Stored data entries
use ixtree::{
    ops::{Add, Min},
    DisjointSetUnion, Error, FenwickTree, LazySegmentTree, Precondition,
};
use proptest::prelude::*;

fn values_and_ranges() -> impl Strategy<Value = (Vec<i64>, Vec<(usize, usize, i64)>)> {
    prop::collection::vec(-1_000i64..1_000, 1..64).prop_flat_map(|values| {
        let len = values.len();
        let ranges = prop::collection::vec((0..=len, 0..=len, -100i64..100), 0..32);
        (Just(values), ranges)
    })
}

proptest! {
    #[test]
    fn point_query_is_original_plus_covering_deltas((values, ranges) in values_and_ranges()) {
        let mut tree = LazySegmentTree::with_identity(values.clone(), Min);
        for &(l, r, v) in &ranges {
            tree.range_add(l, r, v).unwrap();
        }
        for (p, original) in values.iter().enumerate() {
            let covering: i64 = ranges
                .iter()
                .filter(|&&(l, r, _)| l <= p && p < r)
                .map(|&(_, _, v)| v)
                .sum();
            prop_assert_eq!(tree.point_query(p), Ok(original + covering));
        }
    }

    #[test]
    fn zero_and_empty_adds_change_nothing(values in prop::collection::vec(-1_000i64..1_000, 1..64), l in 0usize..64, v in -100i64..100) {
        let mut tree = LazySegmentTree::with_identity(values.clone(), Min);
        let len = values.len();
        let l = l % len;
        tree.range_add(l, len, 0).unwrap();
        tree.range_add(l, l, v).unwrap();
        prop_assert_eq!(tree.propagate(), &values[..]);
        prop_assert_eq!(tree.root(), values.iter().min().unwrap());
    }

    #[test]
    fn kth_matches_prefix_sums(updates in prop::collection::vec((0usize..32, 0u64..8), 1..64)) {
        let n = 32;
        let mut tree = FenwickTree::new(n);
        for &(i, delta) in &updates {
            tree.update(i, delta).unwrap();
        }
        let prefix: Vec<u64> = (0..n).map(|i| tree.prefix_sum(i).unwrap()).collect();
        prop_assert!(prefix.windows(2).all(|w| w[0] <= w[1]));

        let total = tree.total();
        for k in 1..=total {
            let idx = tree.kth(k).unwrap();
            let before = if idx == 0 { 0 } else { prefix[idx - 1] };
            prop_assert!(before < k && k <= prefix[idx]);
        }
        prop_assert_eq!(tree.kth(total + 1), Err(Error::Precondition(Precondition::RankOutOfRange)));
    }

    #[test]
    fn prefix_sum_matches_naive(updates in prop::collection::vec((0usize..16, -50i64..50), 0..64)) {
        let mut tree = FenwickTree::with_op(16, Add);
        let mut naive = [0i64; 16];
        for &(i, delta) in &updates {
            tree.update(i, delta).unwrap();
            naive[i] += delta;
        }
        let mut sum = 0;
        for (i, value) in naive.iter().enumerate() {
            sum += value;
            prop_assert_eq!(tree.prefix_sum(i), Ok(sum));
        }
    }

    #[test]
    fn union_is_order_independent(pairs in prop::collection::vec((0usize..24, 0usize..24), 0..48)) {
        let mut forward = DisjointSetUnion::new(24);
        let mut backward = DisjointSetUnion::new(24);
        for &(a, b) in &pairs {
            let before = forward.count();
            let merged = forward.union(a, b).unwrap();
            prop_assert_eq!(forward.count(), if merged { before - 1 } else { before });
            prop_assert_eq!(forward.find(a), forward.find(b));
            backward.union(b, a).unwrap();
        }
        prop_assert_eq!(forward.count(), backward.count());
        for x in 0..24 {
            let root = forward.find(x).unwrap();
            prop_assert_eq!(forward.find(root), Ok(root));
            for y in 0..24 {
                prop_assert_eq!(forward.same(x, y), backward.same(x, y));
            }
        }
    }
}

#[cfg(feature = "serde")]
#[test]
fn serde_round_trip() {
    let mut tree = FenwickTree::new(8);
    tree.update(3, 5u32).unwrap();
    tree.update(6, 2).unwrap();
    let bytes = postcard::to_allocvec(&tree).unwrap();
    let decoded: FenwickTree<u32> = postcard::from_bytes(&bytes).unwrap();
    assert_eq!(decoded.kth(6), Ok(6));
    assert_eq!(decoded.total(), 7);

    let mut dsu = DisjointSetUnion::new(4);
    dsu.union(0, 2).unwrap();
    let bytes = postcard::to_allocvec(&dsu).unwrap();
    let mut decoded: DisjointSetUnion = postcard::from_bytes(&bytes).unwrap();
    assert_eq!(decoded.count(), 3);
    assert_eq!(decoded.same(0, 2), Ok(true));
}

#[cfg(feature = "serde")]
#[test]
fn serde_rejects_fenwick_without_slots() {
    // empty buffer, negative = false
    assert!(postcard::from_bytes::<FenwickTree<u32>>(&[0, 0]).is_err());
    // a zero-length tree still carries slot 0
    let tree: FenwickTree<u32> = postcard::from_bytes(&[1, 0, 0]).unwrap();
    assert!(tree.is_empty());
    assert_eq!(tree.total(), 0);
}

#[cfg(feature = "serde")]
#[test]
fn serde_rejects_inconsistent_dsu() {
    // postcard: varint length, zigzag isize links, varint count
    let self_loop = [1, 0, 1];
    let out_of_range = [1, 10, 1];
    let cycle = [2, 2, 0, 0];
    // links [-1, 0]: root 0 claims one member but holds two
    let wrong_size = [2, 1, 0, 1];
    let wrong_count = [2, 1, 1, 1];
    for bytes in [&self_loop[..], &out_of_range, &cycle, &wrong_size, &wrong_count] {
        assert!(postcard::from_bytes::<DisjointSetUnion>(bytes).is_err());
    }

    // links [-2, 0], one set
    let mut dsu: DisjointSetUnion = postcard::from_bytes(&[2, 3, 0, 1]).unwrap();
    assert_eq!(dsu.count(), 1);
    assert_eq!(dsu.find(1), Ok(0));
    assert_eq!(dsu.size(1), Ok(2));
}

== Work item ==
Set down all the entries again, word for word.

== Solution below ==
use ixtree::{
    ops::{Add, Min},
    DisjointSetUnion, Error, FenwickTree, LazySegmentTree, Precondition,
};
use proptest::prelude::*;

fn values_and_ranges() -> impl Strategy<Value = (Vec<i64>, Vec<(usize, usize, i64)>)> {
    prop::collection::vec(-1_000i64..1_000, 1..64).prop_flat_map(|values| {
        let len = values.len();
        let ranges = prop::collection::vec((0..=len, 0..=len, -100i64..100), 0..32);
        (Just(values), ranges)
    })
}

proptest! {
    #[test]
    fn point_query_is_original_plus_covering_deltas((values, ranges) in values_and_ranges()) {
        let mut tree = LazySegmentTree::with_identity(values.clone(), Min);
        for &(l, r, v) in &ranges {
            tree.range_add(l, r, v).unwrap();
        }
        for (p, original) in values.iter().enumerate() {
            let covering: i64 = ranges
                .iter()
                .filter(|&&(l, r, _)| l <= p && p < r)
                .map(|&(_, _, v)| v)
                .sum();
            prop_assert_eq!(tree.point_query(p), Ok(original + covering));
        }
    }

    #[test]
    fn zero_and_empty_adds_change_nothing(values in prop::collection::vec(-1_000i64..1_000, 1..64), l in 0usize..64, v in -100i64..100) {
        let mut tree = LazySegmentTree::with_identity(values.clone(), Min);
        let len = values.len();
        let l = l % len;
        tree.range_add(l, len, 0).unwrap();
        tree.range_add(l, l, v).unwrap();
        prop_assert_eq!(tree.propagate(), &values[..]);
        prop_assert_eq!(tree.root(), values.iter().min().unwrap());
    }

    #[test]
    fn kth_matches_prefix_sums(updates in prop::collection::vec((0usize..32, 0u64..8), 1..64)) {
        let n = 32;
        let mut tree = FenwickTree::new(n);
        for &(i, delta) in &updates {
            tree.update(i, delta).unwrap();
        }
        let prefix: Vec<u64> = (0..n).map(|i| tree.prefix_sum(i).unwrap()).collect();
        prop_assert!(prefix.windows(2).all(|w| w[0] <= w[1]));

        let total = tree.total();
        for k in 1..=total {
            let idx = tree.kth(k).unwrap();
            let before = if idx == 0 { 0 } else { prefix[idx - 1] };
            prop_assert!(before < k && k <= prefix[idx]);
        }
        prop_assert_eq!(tree.kth(total + 1), Err(Error::Precondition(Precondition::RankOutOfRange)));
    }

    #[test]
    fn prefix_sum_matches_naive(updates in prop::collection::vec((0usize..16, -50i64..50), 0..64)) {
        let mut tree = FenwickTree::with_op(16, Add);
        let mut naive = [0i64; 16];
        for &(i, delta) in &updates {
            tree.update(i, delta).unwrap();
            naive[i] += delta;
        }
        let mut sum = 0;
        for (i, value) in naive.iter().enumerate() {
            sum += value;
            prop_assert_eq!(tree.prefix_sum(i), Ok(sum));
        }
    }

    #[test]
    fn union_is_order_independent(pairs in prop::collection::vec((0usize..24, 0usize..24), 0..48)) {
        let mut forward = DisjointSetUnion::new(24);
        let mut backward = DisjointSetUnion::new(24);
        for &(a, b) in &pairs {
            let before = forward.count();
            let merged = forward.union(a, b).unwrap();
            prop_assert_eq!(forward.count(), if merged { before - 1 } else { before });
            prop_assert_eq!(forward.find(a), forward.find(b));
            backward.union(b, a).unwrap();
        }
        prop_assert_eq!(forward.count(), backward.count());
        for x in 0..24 {
            let root = forward.find(x).unwrap();
            prop_assert_eq!(forward.find(root), Ok(root));
            for y in 0..24 {
                prop_assert_eq!(forward.same(x, y), backward.same(x, y));
            }
        }
    }
}

#[cfg(feature = "serde")]
#[test]
fn serde_round_trip() {
    let mut tree = FenwickTree::new(8);
    tree.update(3, 5u32).unwrap();
    tree.update(6, 2).unwrap();
    let bytes = postcard::to_allocvec(&tree).unwrap();
    let decoded: FenwickTree<u32> = postcard::from_bytes(&bytes).unwrap();
    assert_eq!(decoded.kth(6), Ok(6));
    assert_eq!(decoded.total(), 7);

    let mut dsu = DisjointSetUnion::new(4);
    dsu.union(0, 2).unwrap();
    let bytes = postcard::to_allocvec(&dsu).unwrap();
    let mut decoded: DisjointSetUnion = postcard::from_bytes(&bytes).unwrap();
    assert_eq!(decoded.count(), 3);
    assert_eq!(decoded.same(0, 2), Ok(true));
}

#[cfg(feature = "serde")]
#[test]
fn serde_rejects_fenwick_without_slots() {
    // empty buffer, negative = false
    assert!(postcard::from_bytes::<FenwickTree<u32>>(&[0, 0]).is_err());
    // a zero-length tree still carries slot 0
    let tree: FenwickTree<u32> = postcard::from_bytes(&[1, 0, 0]).unwrap();
    assert!(tree.is_empty());
    assert_eq!(tree.total(), 0);
}

#[cfg(feature = "serde")]
#[test]
fn serde_rejects_inconsistent_dsu() {
    // postcard: varint length, zigzag isize links, varint count
    let self_loop = [1, 0, 1];
    let out_of_range = [1, 10, 1];
    let cycle = [2, 2, 0, 0];
    // links [-1, 0]: root 0 claims one member but holds two
    let wrong_size = [2, 1, 0, 1];
    let wrong_count = [2, 1, 1, 1];
    for bytes in [&self_loop[..], &out_of_range, &cycle, &wrong_size, &wrong_count] {
        assert!(postcard::from_bytes::<DisjointSetUnion>(bytes).is_err());
    }

    // links [-2, 0], one set
    let mut dsu: DisjointSetUnion = postcard::from_bytes(&[2, 3, 0, 1]).unwrap();
    assert_eq!(dsu.count(), 1);
    assert_eq!(dsu.find(1), Ok(0));
    assert_eq!(dsu.size(1), Ok(2));
}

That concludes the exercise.